No matter the number of sample points is 400 or 10000, the mean of the samples directly from chi-square distribution is about 2 (I confirm it is right, because if the freedom of chi2 distribution is k, then the expectation is k, and the variance is 2k), but the expectation calculated by MC method is about 4, just as shown above, I want to know why there is a 2 times relationship between two results, if the const's exist is right, how to find it's value when I don't know the random variable function's distribution(in this example, chi-square distribution)

Thanks for reading here, please give me some advice, thank you very much!

Update

the problem has been solved. My assumption has been confirmed: the result by tow ways are equal, and the M-H sampling way is more faster. Here is the new picture of the M-H way(the red line is the pdf plot of $\chi^2(2)$), and mean values of the expectation calculated by tow ways.

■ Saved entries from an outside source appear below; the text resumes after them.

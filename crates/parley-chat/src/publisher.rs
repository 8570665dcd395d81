use thiserror::Error;
use tokio::sync::broadcast;
use tracing::trace;

use parley_types::events::ChannelEvent;

#[derive(Debug, Error)]
pub enum PublishError {
    #[error("failed to encode event: {0}")]
    Encode(#[from] serde_json::Error),
    #[error("publish backend failed: {0}")]
    Backend(String),
}

/// Fire-and-forget notification of channel events to live connections.
pub trait EventPublisher: Send + Sync {
    fn publish(&self, topic: &str, event: &ChannelEvent) -> Result<(), PublishError>;
}

/// An encoded event on its topic.
#[derive(Debug, Clone)]
pub struct Published {
    pub topic: String,
    pub payload: String,
}

/// Fans every event out to all subscribers over a tokio broadcast channel.
/// Subscribers filter by topic. Slow subscribers lag and lose old events.
#[derive(Clone)]
pub struct BroadcastPublisher {
    tx: broadcast::Sender<Published>,
}

impl BroadcastPublisher {
    pub fn new(capacity: usize) -> Self {
        let (tx, _) = broadcast::channel(capacity.max(1));
        Self { tx }
    }

    pub fn subscribe(&self) -> broadcast::Receiver<Published> {
        self.tx.subscribe()
    }
}

impl EventPublisher for BroadcastPublisher {
    fn publish(&self, topic: &str, event: &ChannelEvent) -> Result<(), PublishError> {
        let payload = serde_json::to_string(event)?;
        let published = Published {
            topic: topic.to_string(),
            payload,
        };
        // No live subscribers is not a failure
        if self.tx.send(published).is_err() {
            trace!("No subscribers for {}", topic);
        }
        Ok(())
    }
}

#[cfg(test)]
mod tests {
    use super::*;
    use chrono::Utc;
    use parley_types::events::channel_topic;
    use parley_types::models::Message;

    fn event() -> ChannelEvent {
        let now = Utc::now();
        ChannelEvent::message_created(Message {
            id: "m1".into(),
            channel_id: "C1".into(),
            user_id: "U1".into(),
            content: "hi".into(),
            message_type: "text".into(),
            created_at: now,
            updated_at: now,
            idempotency_key: None,
        })
    }

    #[tokio::test]
    async fn subscribers_receive_topic_and_json() {
        let publisher = BroadcastPublisher::new(16);
        let mut rx = publisher.subscribe();

        publisher.publish(&channel_topic("C1"), &event()).unwrap();

        let got = rx.recv().await.unwrap();
        assert_eq!(got.topic, "channel:C1:events");
        let json: serde_json::Value = serde_json::from_str(&got.payload).unwrap();
        assert_eq!(json["type"], "message");
        assert_eq!(json["data"]["message"]["id"], "m1");
    }

    #[test]
    fn publishing_without_subscribers_succeeds() {
        let publisher = BroadcastPublisher::new(16);
        assert!(publisher.publish("channel:C1:events", &event()).is_ok());
    }
}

chi2 mean:2.0159110138904883    sample_mean:1.9693578501381137

Answer 1

You're right, the expectation value must be the same, so we must assume that there should be something wrong somewhere in the code. Going through it I found some steps I did not understand (maybe I'm wrong but I'm trying to understand how you implemented the MC)

First:

father = begin
pdf_father = p.pdf(father)
son = multiNormal(father, mulN_cov).rvs(1)
pdf_son = p.pdf(son)

Here you set each time father to the begin, but to construct a chain you have to update it if the move is accepted, i.e. goes to son. Then, the construction of the variable son starting from the father, but giving the argument 1 to the rvs method. Isn't this shifting the mean to 1?

Second. At the end, correctly, there is the Metropolis accept-reject step

if r >= u:
    samples = np.vstack((samples, son))
else:
    samples = np.vstack((samples, father))

but where does u is initialized? It must be picked from a uniform distribution in the range [0,1], but I don't find it in the code.

Putting together these doubts (if I am correct) a possible answer could be the following: the son variable is defined from the father but the variable mean is shifted by 1. Then, without initializing u it could be that you always accept the son move, so that your MC chain turns out to be a collection of multivariate random normal variables with mean 1. In this way you get an extra amount of 2 in your result. Note that this should also explain why the set of father to begin does not break the MC chain, since it is always thrown away from the statistics avoiding creating a bias.